## [ACTION ITEM]
The line containing "an animation delay" marks the end, so write out exactly every line from the top of the entries below through that one.

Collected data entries
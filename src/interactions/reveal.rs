//! One-shot staggered reveal of the growth chart bars.
//!
//! An IntersectionObserver watches the chart container; the first time at
//! least half of it is visible, every bar gets an animation delay
//! proportional to its document-order index and its paused animation is
//! released. The reveal is terminal: scrolling the chart out of view and
//! back never restarts it. Deduplication lives in [`RevealSequence`]
//! rather than in the observer, since re-notification behavior differs
//! across platforms.

use std::cell::RefCell;
use std::rc::Rc;

use wasm_bindgen::closure::Closure;
use wasm_bindgen::{JsCast, JsValue};
use web_sys::js_sys::Array;
use web_sys::{
    Document, HtmlElement, IntersectionObserver, IntersectionObserverEntry,
    IntersectionObserverInit,
};

/// Visible fraction of the container that triggers the reveal.
pub const VISIBILITY_THRESHOLD: f64 = 0.5;

const STAGGER_STEP_SECS: f64 = 0.1;

/// Animation start delay, in seconds, for the bar at `index`.
/// Strictly increasing in `index`, giving a deterministic
/// left-to-right reveal order.
pub fn stagger_delay(index: usize) -> f64 {
    index as f64 * STAGGER_STEP_SECS
}

/// `Unrevealed -> Revealed` state machine for one chart container.
/// The transition fires at most once for the page's lifetime.
#[derive(Debug, Default)]
pub struct RevealSequence {
    revealed: bool,
}

impl RevealSequence {
    /// Feeds one visibility notification. Returns the per-bar delay
    /// schedule exactly once, the first time `ratio` reaches the
    /// threshold; every later notification returns `None`.
    pub fn on_visibility(&mut self, ratio: f64, bar_count: usize) -> Option<Vec<f64>> {
        if self.revealed || ratio < VISIBILITY_THRESHOLD {
            return None;
        }
        self.revealed = true;
        Some((0..bar_count).map(stagger_delay).collect())
    }

    pub fn revealed(&self) -> bool {
        self.revealed
    }
}

/// Observes the `.growth-chart` container, if the page has one.
pub fn bind(document: &Document) {
    let Some(chart) = document.query_selector(".growth-chart").ok().flatten() else {
        return;
    };

    let sequence = Rc::new(RefCell::new(RevealSequence::default()));
    let callback = Closure::wrap(Box::new(
        move |entries: Array, _observer: IntersectionObserver| {
            for entry in entries.iter() {
                let Ok(entry) = entry.dyn_into::<IntersectionObserverEntry>() else {
                    continue;
                };
                let Ok(bars) = entry.target().query_selector_all(".bar") else {
                    continue;
                };
                let schedule = sequence
                    .borrow_mut()
                    .on_visibility(entry.intersection_ratio(), bars.length() as usize);
                let Some(schedule) = schedule else {
                    continue;
                };
                for (index, delay) in schedule.iter().enumerate() {
                    let Some(bar) = bars.item(index as u32) else {
                        continue;
                    };
                    let Ok(bar) = bar.dyn_into::<HtmlElement>() else {
                        continue;
                    };
                    let style = bar.style();
                    let _ = style.set_property("animation-delay", &format!("{delay:.1}s"));
                    let _ = style.set_property("animation-play-state", "running");
                }
            }
        },
    )
        as Box<dyn FnMut(Array, IntersectionObserver)>);

    let options = IntersectionObserverInit::new();
    options.set_threshold(&JsValue::from_f64(VISIBILITY_THRESHOLD));
    let Ok(observer) =
        IntersectionObserver::new_with_options(callback.as_ref().unchecked_ref(), &options)
    else {
        return;
    };
    observer.observe(&chart);

    // The browser keeps the active observer alive; the closure must
    // outlive this scope too.
    callback.forget();
}

#[cfg(test)]
mod tests {
    use super::*;

    #[test]
    fn delays_increase_with_index() {
        let mut sequence = RevealSequence::default();
        let schedule = sequence.on_visibility(0.6, 3).unwrap();
        assert_eq!(schedule, vec![0.0, 0.1, 0.2]);
        for pair in schedule.windows(2) {
            assert!(pair[0] < pair[1]);
        }
    }

    #[test]
    fn reveal_fires_at_most_once() {
        let mut sequence = RevealSequence::default();
        assert!(sequence.on_visibility(0.6, 3).is_some());
        // Scrolled away and back to 60% visible: no re-trigger.
        assert!(sequence.on_visibility(0.0, 3).is_none());
        assert!(sequence.on_visibility(0.6, 3).is_none());
        assert!(sequence.revealed());
    }

    #[test]
    fn below_threshold_does_not_consume_the_shot() {
        let mut sequence = RevealSequence::default();
        assert!(sequence.on_visibility(0.49, 3).is_none());
        assert!(!sequence.revealed());
        assert!(sequence.on_visibility(0.5, 3).is_some());
    }

    #[test]
    fn empty_container_reveals_nothing() {
        let mut sequence = RevealSequence::default();
        let schedule = sequence.on_visibility(1.0, 0).unwrap();
        assert!(schedule.is_empty());
        assert!(sequence.revealed());
    }
}
//! End-to-end checks of the prepare pass against a real directory tree.

use std::fs;
use std::path::{Path, PathBuf};
use std::sync::atomic::{AtomicUsize, Ordering};

use photo_sorter_core::prepare::prepare_product;
use photo_sorter_core::processing::ImageProcessor;
use photo_sorter_core::{Config, PhotoKind, ProductDirectory, Result, RunReport};

/// Permissive processor that counts dimension validations, so tests can
/// observe which files were actually rebuilt.
#[derive(Default)]
struct CountingProcessor {
    validated: AtomicUsize,
}

impl ImageProcessor for CountingProcessor {
    fn validate_dimensions(&self, _path: &Path, _kind: PhotoKind, _lenient: bool) -> Result<()> {
        self.validated.fetch_add(1, Ordering::SeqCst);
        Ok(())
    }

    fn resize_if_oversized(&self, _path: &Path, _max_side: u32) -> Result<()> {
        Ok(())
    }

    fn optimize(&self, _path: &Path) -> Result<()> {
        Ok(())
    }

    fn read_metadata_field(&self, _path: &Path, _key: &str) -> Result<Option<String>> {
        Ok(None)
    }

    fn write_metadata_field(&self, _path: &Path, _key: &str, _value: &str) -> Result<()> {
        Ok(())
    }
}

/// Build root/drinkware/"bamboo bottle - 123456789" with a header, an
/// editorial, one flagged SKU photo and one unflagged SKU photo.
fn sample_product(root: &Path) -> PathBuf {
    let product = root.join("drinkware").join("bamboo bottle - 123456789");
    for (dir, file, content) in [
        ("_headers", "1.jpg", "header bytes"),
        ("_editorials", "1.jpg", "editorial bytes"),
        ("SKU-A", "!1.jpg", "flagged sku bytes"),
        ("SKU-A", "2.jpg", "unflagged sku bytes"),
    ] {
        let dir = product.join(dir);
        fs::create_dir_all(&dir).unwrap();
        fs::write(dir.join(file), content).unwrap();
    }
    product
}

fn live_names(live: &Path) -> Vec<String> {
    let mut names: Vec<String> = fs::read_dir(live)
        .unwrap()
        .map(|e| e.unwrap().file_name().to_string_lossy().into_owned())
        .collect();
    names.sort();
    names
}

#[test]
fn test_prepare_builds_live_set_from_flagged_and_role_photos() {
    let root = tempfile::tempdir().unwrap();
    let product = ProductDirectory::new(sample_product(root.path()));
    let config = Config {
        dry_run: false,
        ..Config::default()
    };
    let mut report = RunReport::default();
    let processor = CountingProcessor::default();

    prepare_product(&config, &mut report, &processor, &product).unwrap();

    assert!(report.is_success());
    let names = live_names(&product.live_dir());
    assert_eq!(names.len(), 4, "three live images plus the manifest: {:?}", names);
    assert!(names.contains(&".meta".to_string()));
    assert!(names.iter().any(|n| n.contains("___header___1")));
    assert!(names.iter().any(|n| n.contains("___editorial___1")));
    assert!(names.iter().any(|n| n.contains("___sku-a___1")));
    // The unflagged SKU photo stays out of the live set
    assert_eq!(names.iter().filter(|n| n.contains("sku-a")).count(), 1);
}

#[test]
fn test_unchanged_sources_are_not_rebuilt() {
    let root = tempfile::tempdir().unwrap();
    let product = ProductDirectory::new(sample_product(root.path()));
    let config = Config {
        dry_run: false,
        ..Config::default()
    };
    let processor = CountingProcessor::default();

    let mut report = RunReport::default();
    prepare_product(&config, &mut report, &processor, &product).unwrap();
    assert_eq!(processor.validated.load(Ordering::SeqCst), 3);

    let mut report = RunReport::default();
    prepare_product(&config, &mut report, &processor, &product).unwrap();
    assert_eq!(
        processor.validated.load(Ordering::SeqCst),
        3,
        "a second pass over unchanged sources must rebuild nothing"
    );
}

#[test]
fn test_changed_source_is_rebuilt_and_dropped_flag_removes_live_file() {
    let root = tempfile::tempdir().unwrap();
    let product = ProductDirectory::new(sample_product(root.path()));
    let config = Config {
        dry_run: false,
        ..Config::default()
    };
    let processor = CountingProcessor::default();

    let mut report = RunReport::default();
    prepare_product(&config, &mut report, &processor, &product).unwrap();

    fs::write(product.path.join("_headers").join("1.jpg"), "new header bytes").unwrap();
    fs::rename(
        product.path.join("SKU-A").join("!1.jpg"),
        product.path.join("SKU-A").join("1.jpg"),
    )
    .unwrap();

    let before = processor.validated.load(Ordering::SeqCst);
    let mut report = RunReport::default();
    prepare_product(&config, &mut report, &processor, &product).unwrap();

    assert_eq!(processor.validated.load(Ordering::SeqCst), before + 1);
    let names = live_names(&product.live_dir());
    assert!(
        !names.iter().any(|n| n.contains("sku-a")),
        "unflagging a photo must remove it from the live set: {:?}",
        names
    );
}

#[test]
fn test_dry_run_touches_nothing() {
    let root = tempfile::tempdir().unwrap();
    let product = ProductDirectory::new(sample_product(root.path()));
    let config = Config {
        dry_run: true,
        ..Config::default()
    };
    let mut report = RunReport::default();
    let processor = CountingProcessor::default();

    prepare_product(&config, &mut report, &processor, &product).unwrap();

    assert!(!product.live_dir().exists());
}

## [ANSWER TO THIS TASK]
filename src/interactions/reveal.rs
//! One-shot staggered reveal of the growth chart bars.
//!
//! An IntersectionObserver watches the chart container; the first time at
//! least half of it is visible, every bar gets an animation delay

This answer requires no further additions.